===== MATERIAL TO PROCESS
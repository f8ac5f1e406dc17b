//! Pipeline orchestrator
//!
//! Runs the registered gates in stage order for one request, interprets each
//! gate's action, hands the generation/validation pair to the regeneration
//! controller, and assembles the final [`PipelineResult`].

use crate::config::{
    default_ack_message, default_error_message, default_stopped_message, ExhaustionPolicy,
    PipelineSection,
};
use crate::error::sanitize_error_message;
use crate::observability::metrics;
use crate::pipeline::cancellation::CancellationSignal;
use crate::pipeline::context::PipelineContext;
use crate::pipeline::gate::{GateAction, GateStatus};
use crate::pipeline::invoke::{classify, Flow, GateInvoker, Termination, CANCELLED_PREFIX};
use crate::pipeline::regeneration::{RegenerationController, RegenerationOutcome};
use crate::pipeline::registry::{skip_requested, GateSet, Stage};
use crate::pipeline::result::{PipelineResult, PipelineStatus, ResultMetadata};
use crate::pipeline::state::PipelineState;
use crate::pipeline_span;
use std::time::Duration;
use thiserror::Error;
use tracing::{debug, error, info, warn, Instrument};

/// Settles the run metrics when a run future is dropped mid-flight,
/// e.g. when the HTTP client disconnects
struct RunGuard {
    armed: bool,
}

impl RunGuard {
    fn arm() -> Self {
        Self { armed: true }
    }

    fn disarm(mut self) {
        self.armed = false;
    }
}

impl Drop for RunGuard {
    fn drop(&mut self) {
        if self.armed {
            metrics().run_abandoned();
            warn!("Pipeline run dropped before completion");
        }
    }
}

/// Source recorded in `degraded_by` when regeneration runs out under the degrade policy
pub const REGENERATION_SOURCE: &str = "regeneration";

/// Errors raised while assembling a pipeline
#[derive(Debug, Error)]
pub enum PipelineError {
    #[error("A generation gate is required")]
    MissingGenerationGate,

    #[error("Duplicate gate id: {0}")]
    DuplicateGateId(String),

    #[error("Gate id must not be empty")]
    EmptyGateId,
}

/// Runtime knobs for the orchestrator
#[derive(Debug, Clone, PartialEq)]
pub struct PipelineSettings {
    pub max_regenerations: u32,
    pub on_exhaustion: ExhaustionPolicy,
    pub gate_timeout: Option<Duration>,
    /// Shown when a gate stops the pipeline without its own message
    pub stopped_message: String,
    /// Shown for every `error` outcome; internal detail never reaches the user
    pub error_message: String,
    /// Shown when an acknowledgment gate supplies no message
    pub ack_message: String,
}

impl Default for PipelineSettings {
    fn default() -> Self {
        Self::from(&PipelineSection::default())
    }
}

impl From<&PipelineSection> for PipelineSettings {
    fn from(section: &PipelineSection) -> Self {
        Self {
            max_regenerations: section.max_regenerations,
            on_exhaustion: section.on_exhaustion,
            gate_timeout: section.gate_timeout_ms.map(Duration::from_millis),
            stopped_message: non_blank(Some(section.stopped_message.clone()))
                .unwrap_or_else(default_stopped_message),
            error_message: non_blank(Some(section.error_message.clone()))
                .unwrap_or_else(default_error_message),
            ack_message: default_ack_message(),
        }
    }
}

impl PipelineSettings {
    pub fn with_max_regenerations(mut self, max_regenerations: u32) -> Self {
        self.max_regenerations = max_regenerations;
        self
    }

    pub fn with_exhaustion_policy(mut self, policy: ExhaustionPolicy) -> Self {
        self.on_exhaustion = policy;
        self
    }

    pub fn with_gate_timeout(mut self, timeout: Duration) -> Self {
        self.gate_timeout = Some(timeout);
        self
    }
}

/// Executes a [`GateSet`] for individual requests
///
/// The orchestrator holds no per-request state; one instance serves many
/// concurrent requests.
#[derive(Debug, Clone)]
pub struct PipelineOrchestrator {
    gates: GateSet,
    settings: PipelineSettings,
    regeneration: RegenerationController,
}

impl PipelineOrchestrator {
    pub fn new(gates: GateSet, settings: PipelineSettings) -> Self {
        let regeneration = RegenerationController::new(settings.max_regenerations);
        Self {
            gates,
            settings,
            regeneration,
        }
    }

    pub fn gates(&self) -> &GateSet {
        &self.gates
    }

    pub fn settings(&self) -> &PipelineSettings {
        &self.settings
    }

    /// Run the pipeline without an external cancellation source
    pub async fn run(&self, message: &str, ctx: &PipelineContext) -> PipelineResult {
        self.run_with_cancellation(message, ctx, CancellationSignal::never())
            .await
    }

    /// Run the pipeline, aborting the in-flight gate when `cancel` fires
    pub async fn run_with_cancellation(
        &self,
        message: &str,
        ctx: &PipelineContext,
        cancel: CancellationSignal,
    ) -> PipelineResult {
        let span = pipeline_span!(
            request_id = %ctx.request_id,
            conversation_id = %ctx.conversation_id,
            user_id = %ctx.user_id
        );

        async move {
            metrics().run_started();
            let guard = RunGuard::arm();
            info!(gates = self.gates.len(), "Pipeline run started");

            let mut state = PipelineState::new(message);
            let termination = self.drive(&mut state, ctx, &cancel).await;
            let result = self.assemble(state, ctx, termination);
            guard.disarm();

            metrics().run_finished(
                result.status,
                Duration::from_millis(result.metadata.total_time_ms),
            );
            info!(
                status = %result.status,
                gate_invocations = result.metadata.gate_invocations,
                regenerations = result.metadata.regeneration_attempts,
                total_time_ms = result.metadata.total_time_ms,
                "Pipeline run finished"
            );
            result
        }
        .instrument(span)
        .await
    }

    async fn drive(
        &self,
        state: &mut PipelineState,
        ctx: &PipelineContext,
        cancel: &CancellationSignal,
    ) -> Option<Termination> {
        let invoker = GateInvoker::new(ctx, cancel, self.settings.gate_timeout);

        for (stage, gate) in self.gates.ordered() {
            // Validation only runs inside the regeneration controller
            if stage == Stage::Validation {
                continue;
            }

            if let Some(requested_by) = skip_requested(state, stage, gate.id()).map(str::to_string)
            {
                info!(gate_id = %gate.id(), stage = %stage, requested_by = %requested_by, "Skipping gate");
                state.mark_skipped(stage, gate.id(), &requested_by);
                continue;
            }

            if stage == Stage::Generation {
                if state.flags().skip_stages.contains_key(&Stage::Generation)
                    || state.flags().skip_gates.contains_key(gate.id())
                {
                    warn!(gate_id = %gate.id(), "Ignoring request to skip generation");
                }

                let validation = self.gates.validation().map(|validator| validator.as_ref());
                match self
                    .regeneration
                    .run(gate.as_ref(), validation, state, &invoker)
                    .await
                {
                    RegenerationOutcome::Accepted { regenerations } => {
                        debug!(regenerations, "Draft accepted by validation");
                    }
                    RegenerationOutcome::Exhausted { regenerations } => {
                        debug!(regenerations, "Keeping last draft after exhausting regenerations");
                        if self.settings.on_exhaustion == ExhaustionPolicy::Degrade {
                            state.mark_degraded(REGENERATION_SOURCE);
                        }
                    }
                    RegenerationOutcome::Terminated(termination) => return Some(termination),
                }
                continue;
            }

            let result = invoker.invoke(gate.as_ref(), stage, state).await;
            if result.status() == GateStatus::SoftFail {
                warn!(
                    gate_id = %result.gate_id(),
                    reason = result.failure_reason().unwrap_or_default(),
                    "Gate soft-failed, continuing"
                );
            }
            let flow = classify(&result);
            state.record(stage, result);

            match flow {
                Flow::Proceed => {}
                Flow::Terminate(termination) => return Some(termination),
                Flow::Regenerate => {
                    return Some(Termination::Failed {
                        gate_id: gate.id().to_string(),
                        action: Some(GateAction::Regenerate),
                        reason: format!(
                            "regenerate is only valid from the validation stage, got it from the {stage} stage"
                        ),
                    })
                }
            }
        }

        None
    }

    fn assemble(
        &self,
        state: PipelineState,
        ctx: &PipelineContext,
        termination: Option<Termination>,
    ) -> PipelineResult {
        let total_time_ms = state.timestamps().elapsed_ms();
        let reply = state.reply().map(str::to_string);
        let degraded = state.flags().is_degraded();

        let mut terminated_by = None;
        let mut terminal_action = None;
        let mut internal_error = None;
        let mut ack_token = None;
        let mut ack_message = None;

        let (status, response) = match termination {
            None => match reply {
                Some(reply) if degraded => (PipelineStatus::Degraded, reply),
                Some(reply) => (PipelineStatus::Success, reply),
                None => {
                    internal_error = Some("pipeline completed without a reply".to_string());
                    (PipelineStatus::Error, self.settings.error_message.clone())
                }
            },
            Some(Termination::Stopped {
                gate_id,
                action,
                message,
            }) => {
                info!(gate_id = %gate_id, action = %action, "Pipeline stopped by gate");
                terminated_by = Some(gate_id);
                terminal_action = Some(action);
                (
                    PipelineStatus::Stopped,
                    non_blank(message).unwrap_or_else(|| self.settings.stopped_message.clone()),
                )
            }
            Some(Termination::AwaitingAck {
                gate_id,
                token,
                message,
            }) => {
                info!(gate_id = %gate_id, "Pipeline awaiting acknowledgment");
                let message =
                    non_blank(Some(message)).unwrap_or_else(|| self.settings.ack_message.clone());
                terminated_by = Some(gate_id);
                terminal_action = Some(GateAction::AwaitAck);
                ack_token = Some(token);
                ack_message = Some(message.clone());
                (PipelineStatus::AwaitAck, message)
            }
            Some(Termination::Failed {
                gate_id,
                action,
                reason,
            }) => {
                if reason.starts_with(CANCELLED_PREFIX) {
                    metrics().run_cancelled();
                }
                error!(gate_id = %gate_id, reason = %reason, "Pipeline failed");
                terminated_by = Some(gate_id);
                terminal_action = action;
                internal_error = Some(sanitize_error_message(&reason));
                (PipelineStatus::Error, self.settings.error_message.clone())
            }
        };

        let PipelineState {
            gate_results,
            flags,
            attempts,
            skipped,
            timestamps,
            ..
        } = state;

        let metadata = ResultMetadata {
            request_id: ctx.request_id,
            started_at: timestamps.started_at,
            total_time_ms,
            gate_time_ms: gate_results
                .iter()
                .map(|result| result.execution_time_ms())
                .sum(),
            gate_invocations: gate_results.len(),
            regeneration_attempts: flags.regeneration_attempt,
            regeneration_exhausted: flags.regeneration_exhausted,
            attempts,
            skipped_gates: skipped,
            soft_failures: flags.soft_failures,
            degraded_by: flags.degraded_by,
            route: flags.route,
            terminated_by,
            terminal_action,
            error: internal_error,
        };

        PipelineResult {
            status,
            response,
            ack_token,
            ack_message,
            gate_results,
            metadata,
        }
    }
}

/// Run `gates` once for `message`
///
/// Convenience entry point for callers that do not keep an orchestrator around.
pub async fn run_pipeline(
    message: &str,
    ctx: &PipelineContext,
    gates: &GateSet,
    settings: &PipelineSettings,
) -> PipelineResult {
    PipelineOrchestrator::new(gates.clone(), settings.clone())
        .run(message, ctx)
        .await
}

fn non_blank(text: Option<String>) -> Option<String> {
    text.filter(|text| !text.trim().is_empty())
}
==========
TASK INSTRUCTIONS: Show the lines from the data above that contain the string "GateSet".

ANSWER AREA:
use crate::pipeline::registry::{skip_requested, GateSet, Stage};
/// Executes a [`GateSet`] for individual requests
    gates: GateSet,
    pub fn new(gates: GateSet, settings: PipelineSettings) -> Self {
    pub fn gates(&self) -> &GateSet {
    gates: &GateSet,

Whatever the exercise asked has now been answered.